I felt especially troubled by the news since I don’t go to just any doctor, even if one is available. As a proactive health consumer, I research providers carefully because I want to work with someone with proven competence, a compassionate heart, and a philosophy of primary health care that supports my own. Finding a doc like that is not easy. It’s especially challenging when there are too few physicians available.

I also realized that I had become part of the troubling landscape of rural health care. I was suddenly caught up in a picture represented by facts and statistics like these: Disparities in access to healthcare for people who live in rural areas of America continue to widen. Recruiting physicians willing to work in isolated areas has also become more difficult, and is not helped by Donald Trump’s plans with respect to work visas and travel bans. Rural hospitals are closing at an alarming rate. In the past six years, 80 of them have closed and if the rate of closures holds, 25 percent of rural hospitals are predicted to close in less than a decade.

The number of doctors per 100,000 residents is 40 in rural areas compared to 53 in urban environments. That’s not counting specialists, where the comparison is 30 to 263. More than half of our counties have no practicing psychiatrist, psychologist or social worker while opioid-related addictions and overdoses are disproportionately higher in rural areas.

In addition, America’s rural population is older, makes less money, smokes more, is generally less healthy, and uses Medicaid more frequently.  Diabetes and coronary heart disease are more prevalent in rural areas and the death rates for rural white women have increased as much as 30 percent in recent years, reversing previous trends.

Studies published in the British Medical Journal recently revealed a severe lack of resources at rural hospitals, sparse staffing and limited access to specialist consultations and diagnostic tools. An attempt to reduce emergency department admissions for cost-cutting is also putting patients at risk.

The situation is complex and challenging due to economic factors, social differences, educational shortcomings, lack of understanding and political will among legislators, and the isolation of living in remote areas, according to the National Rural Health Association.

Some health care analysts and managers advocate for increased use of technology to help solve the growing problems in rural health care delivery, arguing that while technology won’t solve all the problems, it can make a discernable difference. For example, the Institute of Medicine believes that telemedicine can allow rural hospitals to “cut down on the time it takes rural patients to receive care, particularly specialty care.”

That’s all well and good, perhaps, when it comes to hospitals reducing costs and meeting their other needs. But where does it leave me, and other rural patients, when we’re sitting in our johnnies waiting to (literally) see our doctors?  Where is the comforting face-to-face communication and the physical observation so vital to a clinician’s assessment of a patient’s condition and emotional state? Where is the Q&A necessary for shared decision-making?

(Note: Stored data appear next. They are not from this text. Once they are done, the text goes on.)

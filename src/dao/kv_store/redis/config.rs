use super::error::{RedisDaoError, RedisResult};

/// Runtime configuration describing how to reach Redis.
#[derive(Debug, Clone)]
pub struct RedisConfig {
    /// Connection URL, e.g. `redis://localhost:6379/0`.
    pub url: String,
}

impl RedisConfig {
    /// Construct a configuration from an explicit connection URL.
    pub fn new(url: impl Into<String>) -> Self {
        Self { url: url.into() }
    }

    /// Build a configuration from `REDIS_URL`.
    pub fn from_env() -> RedisResult<Self> {
        std::env::var("REDIS_URL")
            .map(Self::new)
            .map_err(|_| RedisDaoError::MissingEnvVar { var: "REDIS_URL" })
    }
}
use utoipa::OpenApi;

#[derive(OpenApi)]
/// Aggregated OpenAPI specification for KeyFury Back.
#[openapi(
    paths(
        crate::routes::health::healthcheck,
        crate::routes::results::get_results,
        crate::routes::websocket::ws_handler,
    ),
    components(
        schemas(
            crate::dto::health::HealthResponse,
            crate::dto::results::ResultsResponse,
            crate::dto::results::PlayerResult,
            crate::dto::results::PerformanceSampleView,
            crate::dto::ws::ClientMessage,
            crate::dto::ws::ServerMessage,
            crate::dto::ws::PlayerView,
            crate::dto::ws::ChatMessageView,
            crate::dto::ws::TimerSyncView,
            crate::error::ErrorBody,
            crate::state::session::EndReason,
        )
    ),
    tags(
        (name = "health", description = "Health check endpoints"),
        (name = "results", description = "Post-round standings"),
        (name = "race", description = "WebSocket race coordination"),
    )
)]
pub struct ApiDoc;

I once left a practice because my doctor, who had previously looked me in the eye when we talked, listened carefully to what I said, and talked to me like a peer, suddenly couldn’t get his face out of his computer screen long enough to greet me when I entered the room.

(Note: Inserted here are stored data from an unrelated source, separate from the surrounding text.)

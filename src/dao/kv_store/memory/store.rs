use std::{
    collections::{HashMap, VecDeque},
    sync::Arc,
    time::Duration,
};

use futures::future::BoxFuture;
use indexmap::IndexMap;
use tokio::{sync::Mutex, time::Instant};

use crate::dao::{
    kv_store::{Batch, Command, FieldRemoval, HashCondition, KvStore},
    storage::{StorageError, StorageResult},
};

/// Key-value store living inside the process, with lazy per-key expiry.
///
/// Every call takes the same lock, which makes a [`Batch`] atomic with respect to
/// any other reader or writer. Expiry follows the Tokio clock so paused-time tests
/// can fast-forward TTLs.
#[derive(Clone, Default)]
pub struct MemoryStore {
    inner: Arc<Mutex<HashMap<String, Entry>>>,
}

#[derive(Debug, Clone)]
struct Entry {
    value: Value,
    expires_at: Option<Instant>,
}

#[derive(Debug, Clone)]
enum Value {
    Str(String),
    Hash(IndexMap<String, String>),
    List(VecDeque<String>),
}

impl Value {
    fn kind(&self) -> &'static str {
        match self {
            Value::Str(_) => "string",
            Value::Hash(_) => "hash",
            Value::List(_) => "list",
        }
    }
}

impl Entry {
    fn is_expired(&self, now: Instant) -> bool {
        self.expires_at.is_some_and(|deadline| deadline <= now)
    }
}

fn wrong_type(key: &str, expected: &'static str, entry: &Entry) -> StorageError {
    StorageError::WrongType {
        key: key.to_string(),
        expected,
        actual: entry.value.kind(),
    }
}

/// Return the live entry for `key`, dropping it first when it has expired.
fn live<'a>(map: &'a mut HashMap<String, Entry>, key: &str) -> Option<&'a mut Entry> {
    let now = Instant::now();
    if map.get(key).is_some_and(|entry| entry.is_expired(now)) {
        map.remove(key);
    }
    map.get_mut(key)
}

fn read_str(map: &mut HashMap<String, Entry>, key: &str) -> StorageResult<Option<String>> {
    match live(map, key) {
        None => Ok(None),
        Some(Entry {
            value: Value::Str(value),
            ..
        }) => Ok(Some(value.clone())),
        Some(other) => Err(wrong_type(key, "string", other)),
    }
}

fn hash_mut<'a>(
    map: &'a mut HashMap<String, Entry>,
    key: &str,
) -> StorageResult<Option<&'a mut IndexMap<String, String>>> {
    match live(map, key) {
        None => Ok(None),
        Some(Entry {
            value: Value::Hash(hash),
            ..
        }) => Ok(Some(hash)),
        Some(other) => Err(wrong_type(key, "hash", other)),
    }
}

fn list_mut<'a>(
    map: &'a mut HashMap<String, Entry>,
    key: &str,
) -> StorageResult<Option<&'a mut VecDeque<String>>> {
    match live(map, key) {
        None => Ok(None),
        Some(Entry {
            value: Value::List(list),
            ..
        }) => Ok(Some(list)),
        Some(other) => Err(wrong_type(key, "list", other)),
    }
}

/// Validate then apply every command of a batch.
fn run_batch(map: &mut HashMap<String, Entry>, batch: Batch) -> StorageResult<()> {
    let commands = batch.into_commands();
    check_batch(map, &commands)?;
    commands
        .into_iter()
        .try_for_each(|command| apply(map, command))
}

fn apply(map: &mut HashMap<String, Entry>, command: Command) -> StorageResult<()> {
    match command {
        Command::Set { key, value, ttl } => {
            map.insert(
                key,
                Entry {
                    value: Value::Str(value),
                    expires_at: ttl.map(|ttl| Instant::now() + ttl),
                },
            );
        }
        Command::HSet { key, field, value } => match hash_mut(map, &key)? {
            Some(hash) => {
                hash.insert(field, value);
            }
            None => {
                let mut hash = IndexMap::new();
                hash.insert(field, value);
                map.insert(
                    key,
                    Entry {
                        value: Value::Hash(hash),
                        expires_at: None,
                    },
                );
            }
        },
        Command::Expire { key, ttl } => {
            if let Some(entry) = live(map, &key) {
                entry.expires_at = Some(Instant::now() + ttl);
            }
        }
        Command::Del { key } => {
            map.remove(&key);
        }
        Command::RPush { key, value } => match list_mut(map, &key)? {
            Some(list) => list.push_back(value),
            None => {
                map.insert(
                    key,
                    Entry {
                        value: Value::List(VecDeque::from([value])),
                        expires_at: None,
                    },
                );
            }
        },
        Command::LTrim { key, keep_last } => {
            let emptied = match list_mut(map, &key)? {
                Some(list) => {
                    let excess = list.len().saturating_sub(keep_last);
                    list.drain(..excess);
                    list.is_empty()
                }
                None => false,
            };
            if emptied {
                map.remove(&key);
            }
        }
    }
    Ok(())
}

/// Validate every command against the current key kinds before mutating anything,
/// so a failing batch leaves the store untouched.
fn check_batch(map: &mut HashMap<String, Entry>, commands: &[Command]) -> StorageResult<()> {
    let mut shadow: HashMap<&str, &'static str> = HashMap::new();
    for command in commands {
        let (key, expected) = match command {
            Command::HSet { key, .. } => (key.as_str(), Some("hash")),
            Command::RPush { key, .. } | Command::LTrim { key, .. } => (key.as_str(), Some("list")),
            Command::Set { key, .. } => {
                shadow.insert(key.as_str(), "string");
                continue;
            }
            Command::Del { key } => {
                shadow.insert(key.as_str(), "none");
                continue;
            }
            Command::Expire { .. } => ("", None),
        };
        let Some(expected) = expected else {
            continue;
        };
        let actual = match shadow.get(key) {
            Some(kind) => *kind,
            None => live(map, key).map_or("none", |entry| entry.value.kind()),
        };
        if actual != "none" && actual != expected {
            return Err(StorageError::WrongType {
                key: key.to_string(),
                expected,
                actual,
            });
        }
        shadow.insert(key, expected);
    }
    Ok(())
}

impl MemoryStore {
    /// Create an empty store.
    pub fn new() -> Self {
        Self::default()
    }

    fn run<T, F>(&self, op: F) -> BoxFuture<'static, StorageResult<T>>
    where
        T: Send + 'static,
        F: FnOnce(&mut HashMap<String, Entry>) -> StorageResult<T> + Send + 'static,
    {
        let inner = Arc::clone(&self.inner);
        Box::pin(async move {
            let mut guard = inner.lock().await;
            op(&mut *guard)
        })
    }
}

impl KvStore for MemoryStore {
    fn exists(&self, key: String) -> BoxFuture<'static, StorageResult<bool>> {
        self.run(move |map| Ok(live(map, &key).is_some()))
    }

    fn get(&self, key: String) -> BoxFuture<'static, StorageResult<Option<String>>> {
        self.run(move |map| read_str(map, &key))
    }

    fn set(
        &self,
        key: String,
        value: String,
        ttl: Option<Duration>,
    ) -> BoxFuture<'static, StorageResult<()>> {
        self.run(move |map| apply(map, Command::Set { key, value, ttl }))
    }

    fn take(&self, key: String) -> BoxFuture<'static, StorageResult<Option<String>>> {
        self.run(move |map| {
            let value = read_str(map, &key)?;
            if value.is_some() {
                map.remove(&key);
            }
            Ok(value)
        })
    }

    fn delete_if_equals(
        &self,
        key: String,
        expected: String,
    ) -> BoxFuture<'static, StorageResult<bool>> {
        self.run(move |map| {
            if read_str(map, &key)?.as_deref() == Some(expected.as_str()) {
                map.remove(&key);
                Ok(true)
            } else {
                Ok(false)
            }
        })
    }

    fn ttl(&self, key: String) -> BoxFuture<'static, StorageResult<Option<Duration>>> {
        self.run(move |map| {
            let now = Instant::now();
            Ok(live(map, &key)
                .and_then(|entry| entry.expires_at)
                .map(|deadline| deadline.saturating_duration_since(now)))
        })
    }

    fn hget(
        &self,
        key: String,
        field: String,
    ) -> BoxFuture<'static, StorageResult<Option<String>>> {
        self.run(move |map| Ok(hash_mut(map, &key)?.and_then(|hash| hash.get(&field).cloned())))
    }

    fn hgetall(&self, key: String) -> BoxFuture<'static, StorageResult<IndexMap<String, String>>> {
        self.run(move |map| Ok(hash_mut(map, &key)?.cloned().unwrap_or_default()))
    }

    fn hset_if(
        &self,
        key: String,
        field: String,
        value: String,
        condition: HashCondition,
    ) -> BoxFuture<'static, StorageResult<bool>> {
        self.run(move |map| {
            let Some(hash) = hash_mut(map, &key)? else {
                return Ok(false);
            };
            if condition == HashCondition::FieldExists && !hash.contains_key(&field) {
                return Ok(false);
            }
            hash.insert(field, value);
            Ok(true)
        })
    }

    fn hdel(&self, key: String, field: String) -> BoxFuture<'static, StorageResult<bool>> {
        self.run(move |map| {
            let (removed, emptied) = match hash_mut(map, &key)? {
                Some(hash) => (hash.shift_remove(&field).is_some(), hash.is_empty()),
                None => (false, false),
            };
            if emptied {
                map.remove(&key);
            }
            Ok(removed)
        })
    }

    fn lrange(&self, key: String) -> BoxFuture<'static, StorageResult<Vec<String>>> {
        self.run(move |map| {
            Ok(list_mut(map, &key)?
                .map(|list| list.iter().cloned().collect())
                .unwrap_or_default())
        })
    }

    fn keys(&self, prefix: String) -> BoxFuture<'static, StorageResult<Vec<String>>> {
        self.run(move |map| {
            let now = Instant::now();
            map.retain(|_, entry| !entry.is_expired(now));
            Ok(map
                .keys()
                .filter(|key| key.starts_with(&prefix))
                .cloned()
                .collect())
        })
    }

    fn exec(&self, batch: Batch) -> BoxFuture<'static, StorageResult<()>> {
        self.run(move |map| run_batch(map, batch))
    }

    fn exec_if_absent(&self, guard: String, batch: Batch) -> BoxFuture<'static, StorageResult<bool>> {
        self.run(move |map| {
            if live(map, &guard).is_some() {
                return Ok(false);
            }
            run_batch(map, batch)?;
            Ok(true)
        })
    }

    fn hdel_cascade(
        &self,
        key: String,
        field: String,
        on_emptied: Batch,
    ) -> BoxFuture<'static, StorageResult<FieldRemoval>> {
        self.run(move |map| {
            let removed = match hash_mut(map, &key)? {
                Some(hash) => hash.shift_remove(&field).is_some(),
                None => return Ok(FieldRemoval::default()),
            };
            if hash_mut(map, &key)?.is_some_and(|hash| !hash.is_empty()) {
                return Ok(FieldRemoval {
                    removed,
                    emptied: false,
                });
            }
            map.remove(&key);
            run_batch(map, on_emptied)?;
            Ok(FieldRemoval {
                removed,
                emptied: true,
            })
        })
    }

    fn health_check(&self) -> BoxFuture<'static, StorageResult<()>> {
        Box::pin(async { Ok(()) })
    }
}
use serde::{Deserialize, Serialize};

/// Player record stored as one field of the `room:{id}` hash, keyed by user id.
#[derive(Debug, Clone, Serialize, Deserialize, PartialEq)]
#[serde(rename_all = "camelCase")]
pub struct PlayerEntity {
    /// Display name captured when the player joined.
    pub username: String,
    /// Live words per minute.
    pub wpm: f64,
    /// Percentage of the target text typed, 0 to 100.
    pub progress: f64,
    /// Live accuracy percentage.
    pub accuracy: f64,
    /// Whether this player currently leads the room.
    pub is_leader: bool,
    /// Whether the player completed the current round.
    pub finished: bool,
    /// Seconds elapsed since the round started when the player finished.
    #[serde(default)]
    pub finish_time: Option<u64>,
    /// Samples collected during the current round, oldest first.
    #[serde(default)]
    pub performance_history: Vec<PerformanceSampleEntity>,
}

/// Single telemetry sample appended on every stats update.
#[derive(Debug, Clone, Copy, Serialize, Deserialize, PartialEq)]
pub struct PerformanceSampleEntity {
    pub time: u64,
    pub wpm: f64,
    pub progress: f64,
    pub accuracy: f64,
}

/// Chat message stored in the `room:{id}:messages` list.
#[derive(Debug, Clone, Serialize, Deserialize, PartialEq, Eq)]
#[serde(rename_all = "camelCase")]
pub struct ChatMessageEntity {
    pub user_id: String,
    pub username: String,
    pub message: String,
    /// Server time in milliseconds since the Unix epoch.
    pub timestamp: u64,
}

/// Room and user a connection is attached to, stored under `socket:{connection id}`.
#[derive(Debug, Clone, Serialize, Deserialize, PartialEq, Eq)]
#[serde(rename_all = "camelCase")]
pub struct ConnectionBindingEntity {
    pub user_id: String,
    pub room_id: String,
}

As I search for a new doctor – the right doctor – in the coming days, I recognize that like many others, I have a big challenge ahead. For me that challenge goes beyond numbers - something the profession includes in discussions of “accessibility.” It involves trust, proven skills, two-way communication - often around intimate issues or possible critical life decisions - and mutual respect.

Such a partnership for health is not easy to find no matter where one lives. In rural America, it is becoming even more difficult. Patience and perseverance in selecting, hopefully, from a crop of good new physicians, may be just what the doctor – and this community -need to order.